(Exercise) Where in the records does the word "SPDX" occur? Copy each line in which it does.

Top of Source data

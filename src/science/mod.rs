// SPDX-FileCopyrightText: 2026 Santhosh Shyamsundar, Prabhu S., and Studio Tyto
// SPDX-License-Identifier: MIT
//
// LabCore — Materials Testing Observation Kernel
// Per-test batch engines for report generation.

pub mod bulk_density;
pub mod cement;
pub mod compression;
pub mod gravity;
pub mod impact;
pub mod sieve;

Bottom of Source data

(Answer to this task)
// SPDX-FileCopyrightText: 2026 Santhosh Shyamsundar, Prabhu S., and Studio Tyto
// SPDX-License-Identifier: MIT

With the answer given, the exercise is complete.